Mindful of their public image and its relationship to profits, many companies are moving to comply with the law. You’ll look long and hard for a major global manufacturer or retailer that doesn’t have some form of a supplier code of conduct in place.
That’s a big improvement over the situation prior to passage of the California law, says Kloosterman. Then, a letter of inquiry sent by non-governmental organizations (NGOs) to 100 companies garnered just 10 responses. Of those, eight were bland public-relations statements, leaving only two that constituted a serious response.
Today, companies offer lengthy documents detailing their efforts to conform to human-rights standards around the world. At the same time, the pressure to do so is increasing. The Dodd-Frank Wall Street Reform and Consumer Protection Act included a requirement that manufacturers disclose the presence in their products of conflict minerals from certain mines in the Democratic Republic of the Congo. Broader in scope is the U.K.’s Modern Slavery Act of 2015, which does have some enforcement provisions, including the ability to seize the assets of human traffickers.
Additional remedies have been sought in the courts. In recent years, litigants have attempted to use the Alien Tort Claims Act of 1789 as a basis for suing U.S. multinationals for alleged human-rights abuses in countries where products and raw materials are sourced. Laws against unfair competition have also been cited, Kloosterman says, but those efforts have had little success to date.
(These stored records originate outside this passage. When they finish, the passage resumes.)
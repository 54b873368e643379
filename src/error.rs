use std::fmt;

use reqwest::Method;
use reqwest::header::InvalidHeaderValue;

use crate::requests::Response;

pub type Result<T, E = Error> = std::result::Result<T, E>;

#[derive(Debug, thiserror::Error)]
pub enum Error {
    #[error(transparent)]
    Config(#[from] ConfigError),

    #[error(transparent)]
    Request(#[from] RequestError),

    #[error(transparent)]
    MaxRequestAttemptsExceeded(#[from] MaxRequestAttemptsExceededError),

    #[error("invalid header value: {0}")]
    InvalidHeader(#[from] InvalidHeaderValue),

    #[error("the scraper client has been closed")]
    Closed,
}

impl Error {
    /// The per-attempt error when exactly one attempt was configured.
    pub fn as_request_error(&self) -> Option<&RequestError> {
        match self {
            Error::Request(error) => Some(error),
            _ => None,
        }
    }
}

#[derive(Debug, thiserror::Error)]
pub enum ConfigError {
    #[error("max_request_attempts must be a positive integer, but got {0}")]
    InvalidMaxRequestAttempts(i64),

    #[error("wait range minimum {min:?} is greater than its maximum {max:?}")]
    InvalidWaitRange {
        min: std::time::Duration,
        max: std::time::Duration,
    },

    #[error("wait seconds must be a finite, non-negative number, but got {0}")]
    InvalidWaitSeconds(f64),

    #[error("requests_per_second must be a positive integer")]
    InvalidRequestRate,

    #[error("failed to load env variables into config struct")]
    Env(#[from] envy::Error),

    #[error("failed to build the HTTP client")]
    Client(#[source] reqwest::Error),
}

#[derive(Debug, Clone, Copy, PartialEq, Eq)]
pub enum TransportErrorKind {
    Connect,
    Timeout,
    Other,
}

impl fmt::Display for TransportErrorKind {
    fn fmt(&self, f: &mut fmt::Formatter<'_>) -> fmt::Result {
        match self {
            TransportErrorKind::Connect => write!(f, "connection"),
            TransportErrorKind::Timeout => write!(f, "timeout"),
            TransportErrorKind::Other => write!(f, "transport"),
        }
    }
}

/// A failure below the HTTP layer: no response was received.
#[derive(Debug, thiserror::Error)]
#[error("{kind} error: {message}")]
pub struct TransportError {
    pub kind: TransportErrorKind,
    pub message: String,
    #[source]
    pub source: Option<Box<dyn std::error::Error + Send + Sync>>,
}

impl TransportError {
    pub fn new(kind: TransportErrorKind, message: impl Into<String>) -> Self {
        Self {
            kind,
            message: message.into(),
            source: None,
        }
    }
}

impl From<reqwest::Error> for TransportError {
    fn from(error: reqwest::Error) -> Self {
        let kind = if error.is_timeout() {
            TransportErrorKind::Timeout
        } else if error.is_connect() {
            TransportErrorKind::Connect
        } else {
            TransportErrorKind::Other
        };
        Self {
            kind,
            message: error.to_string(),
            source: Some(Box::new(error)),
        }
    }
}

/// Classification of a single failed attempt.
#[derive(Debug, Clone, Copy, PartialEq, Eq)]
pub enum FailureKind {
    Transport,
    Status,
    AntiBotDetected,
    UnexpectedContent,
}

/// Why one attempt of a request failed. Any of these is followed by another
/// attempt while attempts remain.
#[derive(Debug, thiserror::Error)]
pub enum RequestError {
    #[error(transparent)]
    Transport(#[from] TransportError),

    #[error("{} request to '{}' failed with HTTP status {}", .0.method, .0.url, .0.status)]
    Status(Box<Response>),

    #[error("the response from '{}' contains Anti-Bot content", .0.url)]
    AntiBotDetected(Box<Response>),

    #[error("the {} response from '{}' does not contain yad2 related content", .0.method, .0.url)]
    UnexpectedContent(Box<Response>),
}

impl RequestError {
    pub fn kind(&self) -> FailureKind {
        match self {
            RequestError::Transport(_) => FailureKind::Transport,
            RequestError::Status(_) => FailureKind::Status,
            RequestError::AntiBotDetected(_) => FailureKind::AntiBotDetected,
            RequestError::UnexpectedContent(_) => FailureKind::UnexpectedContent,
        }
    }

    /// The offending response, when one was received.
    pub fn response(&self) -> Option<&Response> {
        match self {
            RequestError::Transport(_) => None,
            RequestError::Status(response)
            | RequestError::AntiBotDetected(response)
            | RequestError::UnexpectedContent(response) => Some(response),
        }
    }
}

/// Raised when every configured attempt failed. Chains from the last error.
#[derive(Debug)]
pub struct MaxRequestAttemptsExceededError {
    pub method: Method,
    pub url: String,
    pub max_attempts: u32,
    pub errors: Vec<RequestError>,
}

impl fmt::Display for MaxRequestAttemptsExceededError {
    fn fmt(&self, f: &mut fmt::Formatter<'_>) -> fmt::Result {
        write!(
            f,
            "All {} attempts for {} request to '{}' have failed",
            self.max_attempts, self.method, self.url
        )
    }
}

impl std::error::Error for MaxRequestAttemptsExceededError {
    fn source(&self) -> Option<&(dyn std::error::Error + 'static)> {
        self.errors
            .last()
            .map(|error| error as &(dyn std::error::Error + 'static))
    }
}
Mere statements of compliance and corporate responsibility don’t tell the whole story. Many companies make grandiose claims about worker protection that they can’t back up, says Kloosterman. Even the most dutiful businesses can discover that their products are being sourced in countries and factories that regularly violate strictures against mistreatment or slavery. “We’ve seen codes of conduct and supplier codes that seem to have been drafted by the summer P.R. interns,” he says. “They never got legal and supply chain involved.”
Rights groups and plaintiffs’ lawyers are constantly on the lookout for companies that are insincere in their claims of compliance and responsibility. Kloosterman offers three recommendations to help avoid lawsuits and public shame:
-- Don’t make unfounded or extreme claims about your code of conduct and adherence to human-rights practices throughout the supply chain.
-- Don’t automatically adopt tough standards on forced labor, such as those set forth by the International Labor Organization. Even the U.S. hasn’t signed on to the ILO’s Convention 29, which was enacted in 1930.
-- Use the California Transparency in Supply Chains Act as a roadmap for implementing initiatives that allow for keeping tabs on multi-tier supply chains.
Few if any companies have achieved perfection in eradicating slavery and human trafficking from their supply chains. It’s an ongoing effort that requires constant surveillance and close communication with often-distant suppliers. But existing laws can point the way – and might eventually do more than that, if they become mandates with severe penalties for non-compliance.